Esta semana eu revi um exemplo que se aproxima do concurso iraniano: nos anos 60, frente aos embargos que os EUA promoviam à Cuba recém-comunista, o cineasta cubano Santiago Alvarez fez um dos mais emocionantes panfletos da época (tanto que deixou de ser panfleto com o passar do tempo, e hoje é reconhecido como uma obra instigante): trata-se do curta-metragem Now!, colagem de imagens de negros norte-americanos sendo torturados pela lei e ordem, e de protestos pela igualdade racial, ao som da canção de protesto (então banida) de Lena Horne.
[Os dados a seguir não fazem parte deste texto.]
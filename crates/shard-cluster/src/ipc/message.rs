//! IPC message envelope and typed payloads
//!
//! Every line on the channel is one [`IpcMessage`] in camelCase JSON:
//! `{"op":"EVAL","data":{...},"request":true,"shard":3,"clusterId":1}`.

use serde::de::DeserializeOwned;
use serde::{Deserialize, Serialize};
use serde_json::Value;
use shard_core::{Nonce, ShardState};
use std::fmt;
use thiserror::Error;

use super::{IpcError, IpcOp};

/// One message on the IPC channel
#[derive(Debug, Clone, PartialEq, Serialize, Deserialize)]
#[serde(rename_all = "camelCase")]
pub struct IpcMessage {
    pub op: IpcOp,
    #[serde(default)]
    pub data: Value,
    /// Set when the sender expects a correlated reply
    #[serde(default)]
    pub request: bool,
    #[serde(default, skip_serializing_if = "Option::is_none")]
    pub shard: Option<u32>,
    #[serde(default, skip_serializing_if = "Option::is_none")]
    pub cluster_id: Option<u32>,
}

impl IpcMessage {
    /// A message that expects no reply
    pub fn new(op: IpcOp, data: Value) -> Self {
        Self {
            op,
            data,
            request: false,
            shard: None,
            cluster_id: None,
        }
    }

    /// A message that expects a correlated reply
    pub fn request(op: IpcOp, data: Value) -> Self {
        Self {
            request: true,
            ..Self::new(op, data)
        }
    }

    /// Encode a typed payload as `data`
    pub fn with_payload<T: Serialize>(op: IpcOp, payload: &T) -> Result<Self, IpcError> {
        let data =
            serde_json::to_value(payload).map_err(|e| IpcError::Serialization(e.to_string()))?;
        Ok(Self::new(op, data))
    }

    #[must_use]
    pub fn as_request(mut self) -> Self {
        self.request = true;
        self
    }

    #[must_use]
    pub fn with_shard(mut self, shard_id: u32) -> Self {
        self.shard = Some(shard_id);
        self
    }

    #[must_use]
    pub fn with_cluster(mut self, cluster_id: u32) -> Self {
        self.cluster_id = Some(cluster_id);
        self
    }

    /// Decode `data` as the payload type of this op
    pub fn payload<T: DeserializeOwned>(&self) -> Result<T, IpcError> {
        T::deserialize(&self.data).map_err(|e| IpcError::UnexpectedPayload {
            op: self.op,
            reason: e.to_string(),
        })
    }

    // =========================================================================
    // Builders
    // =========================================================================

    /// Worker finished bootstrapping
    pub fn ready(cluster_id: u32) -> Self {
        Self::new(IpcOp::Ready, Value::Null).with_cluster(cluster_id)
    }

    /// Ask for (child) or grant (parent) permission to identify
    pub fn identify_request(shard_id: u32) -> Self {
        Self::new(IpcOp::IdentifyRequest, Value::Null).with_shard(shard_id)
    }

    pub fn respawn_all() -> Self {
        Self::new(IpcOp::RespawnAll, Value::Null)
    }

    pub fn to_line(&self) -> Result<String, IpcError> {
        let mut line =
            serde_json::to_string(self).map_err(|e| IpcError::Serialization(e.to_string()))?;
        line.push('\n');
        Ok(line)
    }

    pub fn from_line(line: &str) -> Result<Self, IpcError> {
        serde_json::from_str(line.trim_end()).map_err(|e| IpcError::Deserialization(e.to_string()))
    }
}

impl fmt::Display for IpcMessage {
    fn fmt(&self, f: &mut fmt::Formatter<'_>) -> fmt::Result {
        write!(f, "{}", self.op)?;
        if self.request {
            f.write_str(" request")?;
        }
        if let Some(shard) = self.shard {
            write!(f, " shard={shard}")?;
        }
        if let Some(cluster_id) = self.cluster_id {
            write!(f, " cluster={cluster_id}")?;
        }
        Ok(())
    }
}

/// Error raised in another process, reconstructed from `{message, name, stack}`
#[derive(Debug, Clone, PartialEq, Eq, Error, Serialize, Deserialize)]
#[error("{name}: {message}")]
pub struct RemoteError {
    pub message: String,
    pub name: String,
    #[serde(default, skip_serializing_if = "Option::is_none")]
    pub stack: Option<String>,
}

impl RemoteError {
    pub fn new(name: impl Into<String>, message: impl Into<String>) -> Self {
        Self {
            message: message.into(),
            name: name.into(),
            stack: None,
        }
    }
}

/// `EVAL` data, for requests and replies alike
#[derive(Debug, Clone, PartialEq, Serialize, Deserialize)]
#[serde(rename_all = "camelCase")]
pub struct EvalPayload {
    pub nonce: Nonce,
    #[serde(default, skip_serializing_if = "Option::is_none")]
    pub code: Option<String>,
    /// Only the cluster owning this shard evaluates; others reply `ignored`
    #[serde(default, skip_serializing_if = "Option::is_none")]
    pub shard: Option<u32>,
    #[serde(default, skip_serializing_if = "Option::is_none")]
    pub result: Option<Value>,
    #[serde(default, skip_serializing_if = "Option::is_none")]
    pub error: Option<RemoteError>,
    #[serde(default, skip_serializing_if = "std::ops::Not::not")]
    pub ignored: bool,
    /// Broadcast reply: one entry per cluster that evaluated
    #[serde(default, skip_serializing_if = "Option::is_none")]
    pub results: Option<Vec<EvalResult>>,
}

impl EvalPayload {
    pub fn request(nonce: Nonce, code: impl Into<String>, shard: Option<u32>) -> Self {
        Self {
            nonce,
            code: Some(code.into()),
            shard,
            result: None,
            error: None,
            ignored: false,
            results: None,
        }
    }

    fn reply(nonce: Nonce) -> Self {
        Self {
            nonce,
            code: None,
            shard: None,
            result: None,
            error: None,
            ignored: false,
            results: None,
        }
    }

    pub fn success(nonce: Nonce, result: Value) -> Self {
        Self {
            result: Some(result),
            ..Self::reply(nonce)
        }
    }

    pub fn failure(nonce: Nonce, error: RemoteError) -> Self {
        Self {
            error: Some(error),
            ..Self::reply(nonce)
        }
    }

    pub fn ignored(nonce: Nonce) -> Self {
        Self {
            ignored: true,
            ..Self::reply(nonce)
        }
    }

    pub fn broadcast(nonce: Nonce, results: Vec<EvalResult>) -> Self {
        Self {
            results: Some(results),
            ..Self::reply(nonce)
        }
    }

    /// Interpret a single-cluster reply
    pub fn outcome(self) -> EvalOutcome {
        if self.ignored {
            EvalOutcome::Ignored
        } else if let Some(error) = self.error {
            EvalOutcome::Failed(error)
        } else {
            EvalOutcome::Value(self.result.unwrap_or(Value::Null))
        }
    }
}

/// What one cluster made of an evaluation request
#[derive(Debug, Clone, PartialEq)]
pub enum EvalOutcome {
    Value(Value),
    Failed(RemoteError),
    /// The cluster does not own the targeted shard
    Ignored,
}

impl EvalOutcome {
    /// Broadcast entry for this outcome; `None` when ignored
    pub fn into_result(self) -> Option<EvalResult> {
        match self {
            Self::Value(value) => Some(EvalResult::Ok { result: value }),
            Self::Failed(error) => Some(EvalResult::Err { error }),
            Self::Ignored => None,
        }
    }
}

/// One entry of a broadcast evaluation reply
#[derive(Debug, Clone, PartialEq, Serialize, Deserialize)]
#[serde(untagged)]
pub enum EvalResult {
    Err { error: RemoteError },
    Ok { result: Value },
}

impl From<EvalResult> for Result<Value, RemoteError> {
    fn from(result: EvalResult) -> Self {
        match result {
            EvalResult::Ok { result } => Ok(result),
            EvalResult::Err { error } => Err(error),
        }
    }
}

/// `REST_REQUEST` data, for requests and replies alike
#[derive(Debug, Clone, PartialEq, Serialize, Deserialize)]
#[serde(rename_all = "camelCase")]
pub struct RestPayload {
    pub nonce: Nonce,
    #[serde(default, skip_serializing_if = "String::is_empty")]
    pub method: String,
    #[serde(default, skip_serializing_if = "Vec::is_empty")]
    pub args: Vec<Value>,
    #[serde(default, skip_serializing_if = "Option::is_none")]
    pub result: Option<Value>,
    #[serde(default, skip_serializing_if = "Option::is_none")]
    pub error: Option<RemoteError>,
}

impl RestPayload {
    pub fn request(nonce: Nonce, method: impl Into<String>, args: Vec<Value>) -> Self {
        Self {
            nonce,
            method: method.into(),
            args,
            result: None,
            error: None,
        }
    }

    pub fn reply(nonce: Nonce, outcome: Result<Value, RemoteError>) -> Self {
        let (result, error) = match outcome {
            Ok(value) => (Some(value), None),
            Err(error) => (None, Some(error)),
        };
        Self {
            nonce,
            method: String::new(),
            args: Vec::new(),
            result,
            error,
        }
    }
}

/// `SHARD_STATE` data
#[derive(Debug, Clone, Copy, PartialEq, Eq, Serialize, Deserialize)]
#[serde(rename_all = "camelCase")]
pub struct ShardStatePayload {
    pub shard_id: u32,
    pub old: ShardState,
    pub state: ShardState,
}

/// `CLOSE` data
#[derive(Debug, Clone, PartialEq, Eq, Serialize, Deserialize)]
#[serde(rename_all = "camelCase")]
pub struct ClosePayload {
    pub shard_id: u32,
    #[serde(default)]
    pub code: Option<u16>,
    #[serde(default)]
    pub reason: String,
}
Corria o ano de 1965 e o racismo era a grande pedra no sapato norte-americano de então. Alvarez expôs de forma bastante criativa as contradições da dita "maior democracia ocidental". Coisa que os artistas de hoje deveriam fazer.

Aí você me pergunta: "Essa não é uma coluna de literatura? Cadê a literatura?" Pois é. Falei de política, falei de cinema, expus colocações difíceis de engolir, enquanto que a literatura responde a tantas questões com um incômodo silêncio. Hoje os grandes escritores mundiais são cada vez mais chapa-branca, calando-se frente a questões básicas. Ok, não daria pra se ter uma resposta artística imediata e ao mesmo tempo relevante para o que vivemos agora, mas isso infelizmente não serve como esperança de que o episódio possa produzir uma forte reflexão daqui por diante, a ser traduzida nos próximos anos em livros realmente relevantes. Provavelmente, os artistas de hoje vão se calar, como sempre fazem. Enquanto que Pasolini, Wilde, Primo Levi, Genet, Sade, Maiakovski e outros grandes mestres da arte de "cutucar feridas abertas" são freqüentemente citados como referência pelos autores badalados, os tais "contemporâneos" continuam em cima do muro (excetuando-se os autores oriundos das "minorias", que se respaldam justamente por aliarem sua crítica social à pesquisa estética). Ou seja, os contemporâneos fazem questão de se perderem no tempo. Uma lástima.

Não estou dizendo que a arte deva ser veículo para panfletos. Só acho que abrir a boca de vez em quando faz bem, principalmente se a voz que se pronuncia é a dos que são lidos por milhares ou milhões. Acho que é para isso que, no fim das contas, serve a liberdade de expressão. Senão, a gente corre o risco de, no caso de se iniciar uma Terceira Guerra, o coitado do primeiro-ministro dinamarquês (cujo assassinato desencadearia toda a minha fantasiosa catástrofe futurista) acabar virando nome de alguma banda pop de inspiração retrô daqui a cinqüenta anos. Igualzinho aconteceu ao arquiduque Francisco Ferdinando.